* Task directions
Copy each of the records exactly.
Supplied records section start
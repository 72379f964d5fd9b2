// SPDX-License-Identifier: MIT OR Apache-2.0
//! `AdBuilder` Preview - headless timeline player
//!
//! Loads a saved document (elements plus timeline), plays it on the software
//! tween runtime at the driver's fixed tick rate, logs frames, checks that
//! the paused frame matches scrubbing, and writes the static CSS keyframe
//! tables.
//!
//! ```text
//! adbuilder_preview [DOCUMENT.json] [--settings preview.ron] [--out DIR]
//!                   [--write-demo FILE.json] [--write-settings FILE.ron]
//! ```
//!
//! Without a document the built-in demo banner is played.

mod document;
mod error;
mod player;
mod settings;

use clap::Parser;
use document::Document;
use error::Result;
use settings::{PreviewSettings, SETTINGS_FILE_NAME};
use std::path::PathBuf;
use tracing_subscriber::layer::SubscriberExt;
use tracing_subscriber::util::SubscriberInitExt;

/// Play an ad document headlessly and export its CSS keyframe tables
#[derive(Parser, Debug, Default, PartialEq)]
#[command(name = "adbuilder_preview")]
#[command(version)]
struct CliArgs {
    /// Document to play (JSON). The demo banner is used when omitted.
    document: Option<PathBuf>,

    /// Settings file (RON)
    #[arg(long, value_name = "FILE.ron")]
    settings: Option<PathBuf>,

    /// Directory for exported stylesheets, overriding the settings
    #[arg(long = "out", value_name = "DIR")]
    output_dir: Option<PathBuf>,

    /// Write the demo document to this path and exit
    #[arg(long, value_name = "FILE.json")]
    write_demo: Option<PathBuf>,

    /// Write default settings to this path and exit
    #[arg(long, value_name = "FILE.ron")]
    write_settings: Option<PathBuf>,
}

fn run(args: CliArgs) -> Result<()> {
    if args.write_demo.is_some() || args.write_settings.is_some() {
        if let Some(path) = &args.write_demo {
            Document::demo().save(path)?;
            tracing::info!("Wrote demo document to {}", path.display());
        }
        if let Some(path) = &args.write_settings {
            PreviewSettings::default().save(path)?;
            tracing::info!("Wrote default settings to {}", path.display());
        }
        return Ok(());
    }

    let settings_path = args.settings.clone().unwrap_or_else(|| PathBuf::from(SETTINGS_FILE_NAME));
    let mut settings = PreviewSettings::load_or_default(&settings_path)?;
    if let Some(dir) = args.output_dir {
        settings.output_dir = dir;
    }

    let (document, stem) = match &args.document {
        Some(path) => {
            let stem = path
                .file_stem()
                .map(|s| s.to_string_lossy().into_owned())
                .unwrap_or_else(|| "document".to_string());
            (Document::load(path)?, stem)
        }
        None => {
            tracing::info!("No document given, playing the demo banner");
            (Document::demo(), "demo".to_string())
        }
    };

    for (element, properties) in document.animation_summary() {
        let names: Vec<&str> = properties.iter().map(|p| p.name()).collect();
        tracing::info!("{} animates {}", element, names.join(", "));
    }

    let report = player::play(&document, &settings)?;
    if report.max_sync_error > 1e-6 {
        tracing::warn!("Paused frame drifted from scrub sample by {:.3e}", report.max_sync_error);
    }
    player::export_stylesheet(&document, &settings, &stem)?;
    Ok(())
}

fn main() {
    let args = CliArgs::parse();

    let env_filter = tracing_subscriber::EnvFilter::try_from_default_env()
        .unwrap_or_else(|_| tracing_subscriber::EnvFilter::new("adbuilder_preview=info,adbuilder_timeline=info"));

    tracing_subscriber::registry()
        .with(env_filter)
        .with(tracing_subscriber::fmt::layer())
        .init();

    tracing::info!("Starting AdBuilder Preview v{}", env!("CARGO_PKG_VERSION"));

    if let Err(e) = run(args) {
        tracing::error!("Preview failed: {e}");
        std::process::exit(1);
    }
}

#[cfg(test)]
mod tests {
    use super::*;

    fn args(list: &[&str]) -> std::result::Result<CliArgs, clap::Error> {
        CliArgs::try_parse_from(std::iter::once("adbuilder_preview").chain(list.iter().copied()))
    }

    #[test]
    fn test_parse_full_command_line() {
        let parsed = args(&["ad.json", "--settings", "p.ron", "--out", "css"]).unwrap();
        assert_eq!(parsed.document, Some(PathBuf::from("ad.json")));
        assert_eq!(parsed.settings, Some(PathBuf::from("p.ron")));
        assert_eq!(parsed.output_dir, Some(PathBuf::from("css")));
    }

    #[test]
    fn test_parse_write_flags() {
        let parsed = args(&["--write-demo", "demo.json", "--write-settings", "preview.ron"]).unwrap();
        assert_eq!(parsed.write_demo, Some(PathBuf::from("demo.json")));
        assert_eq!(parsed.write_settings, Some(PathBuf::from("preview.ron")));
        assert_eq!(parsed.document, None);
    }

    #[test]
    fn test_parse_errors() {
        assert!(args(&["--out"]).is_err());
        assert!(args(&["--frobnicate"]).is_err());
        assert!(args(&["a.json", "b.json"]).is_err());
        assert_eq!(args(&[]).unwrap(), CliArgs::default());
    }

    #[test]
    fn test_cli_definition_is_consistent() {
        use clap::CommandFactory;
        CliArgs::command().debug_assert();
    }
}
Supplied records section end
* Response
repository 72379f964d5fd9b2
// SPDX-License-Identifier: MIT OR Apache-2.0
//! `AdBuilder` Preview - headless timeline player
//!
//! Loads a saved document (elements plus timeline), plays it on the software
//! tween runtime at the driver's fixed tick rate, logs frames, checks that
//! the paused frame matches scrubbing, and writes the static CSS keyframe
//! tables.
//!
//! ```text
//! adbuilder_preview [DOCUMENT.json] [--settings preview.ron] [--out DIR]
//!                   [--write-demo FILE.json] [--write-settings FILE.ron]
//! ```
//!
//! Without a document the built-in demo banner is played.

mod document;
mod error;
mod player;
mod settings;

use clap::Parser;
use document::Document;
use error::Result;
use settings::{PreviewSettings, SETTINGS_FILE_NAME};
use std::path::PathBuf;
use tracing_subscriber::layer::SubscriberExt;
use tracing_subscriber::util::SubscriberInitExt;

/// Play an ad document headlessly and export its CSS keyframe tables
#[derive(Parser, Debug, Default, PartialEq)]
#[command(name = "adbuilder_preview")]
#[command(version)]
struct CliArgs {
    /// Document to play (JSON). The demo banner is used when omitted.
    document: Option<PathBuf>,

    /// Settings file (RON)
    #[arg(long, value_name = "FILE.ron")]
    settings: Option<PathBuf>,

    /// Directory for exported stylesheets, overriding the settings
    #[arg(long = "out", value_name = "DIR")]
    output_dir: Option<PathBuf>,

    /// Write the demo document to this path and exit
    #[arg(long, value_name = "FILE.json")]
    write_demo: Option<PathBuf>,

    /// Write default settings to this path and exit
    #[arg(long, value_name = "FILE.ron")]
    write_settings: Option<PathBuf>,
}

fn run(args: CliArgs) -> Result<()> {
    if args.write_demo.is_some() || args.write_settings.is_some() {
        if let Some(path) = &args.write_demo {
            Document::demo().save(path)?;
            tracing::info!("Wrote demo document to {}", path.display());
        }
        if let Some(path) = &args.write_settings {
            PreviewSettings::default().save(path)?;
            tracing::info!("Wrote default settings to {}", path.display());
        }
        return Ok(());
    }

    let settings_path = args.settings.clone().unwrap_or_else(|| PathBuf::from(SETTINGS_FILE_NAME));
    let mut settings = PreviewSettings::load_or_default(&settings_path)?;
    if let Some(dir) = args.output_dir {
        settings.output_dir = dir;
    }

    let (document, stem) = match &args.document {
        Some(path) => {
            let stem = path
                .file_stem()
                .map(|s| s.to_string_lossy().into_owned())
                .unwrap_or_else(|| "document".to_string());
            (Document::load(path)?, stem)
        }
        None => {
            tracing::info!("No document given, playing the demo banner");
            (Document::demo(), "demo".to_string())
        }
    };

    for (element, properties) in document.animation_summary() {
        let names: Vec<&str> = properties.iter().map(|p| p.name()).collect();
        tracing::info!("{} animates {}", element, names.join(", "));
    }

    let report = player::play(&document, &settings)?;
    if report.max_sync_error > 1e-6 {
        tracing::warn!("Paused frame drifted from scrub sample by {:.3e}", report.max_sync_error);
    }
    player::export_stylesheet(&document, &settings, &stem)?;
    Ok(())
}

fn main() {
    let args = CliArgs::parse();

    let env_filter = tracing_subscriber::EnvFilter::try_from_default_env()
        .unwrap_or_else(|_| tracing_subscriber::EnvFilter::new("adbuilder_preview=info,adbuilder_timeline=info"));

    tracing_subscriber::registry()
        .with(env_filter)
        .with(tracing_subscriber::fmt::layer())
        .init();

    tracing::info!("Starting AdBuilder Preview v{}", env!("CARGO_PKG_VERSION"));

    if let Err(e) = run(args) {
        tracing::error!("Preview failed: {e}");
        std::process::exit(1);
    }
}

#[cfg(test)]
mod tests {
    use super::*;

    fn args(list: &[&str]) -> std::result::Result<CliArgs, clap::Error> {
        CliArgs::try_parse_from(std::iter::once("adbuilder_preview").chain(list.iter().copied()))
    }

    #[test]
    fn test_parse_full_command_line() {
        let parsed = args(&["ad.json", "--settings", "p.ron", "--out", "css"]).unwrap();
        assert_eq!(parsed.document, Some(PathBuf::from("ad.json")));
        assert_eq!(parsed.settings, Some(PathBuf::from("p.ron")));
        assert_eq!(parsed.output_dir, Some(PathBuf::from("css")));
    }

    #[test]
    fn test_parse_write_flags() {
        let parsed = args(&["--write-demo", "demo.json", "--write-settings", "preview.ron"]).unwrap();
        assert_eq!(parsed.write_demo, Some(PathBuf::from("demo.json")));
        assert_eq!(parsed.write_settings, Some(PathBuf::from("preview.ron")));
        assert_eq!(parsed.document, None);
    }

    #[test]
    fn test_parse_errors() {
        assert!(args(&["--out"]).is_err());
        assert!(args(&["--frobnicate"]).is_err());
        assert!(args(&["a.json", "b.json"]).is_err());
        assert_eq!(args(&[]).unwrap(), CliArgs::default());
    }

    #[test]
    fn test_cli_definition_is_consistent() {
        use clap::CommandFactory;
        CliArgs::command().debug_assert();
    }
}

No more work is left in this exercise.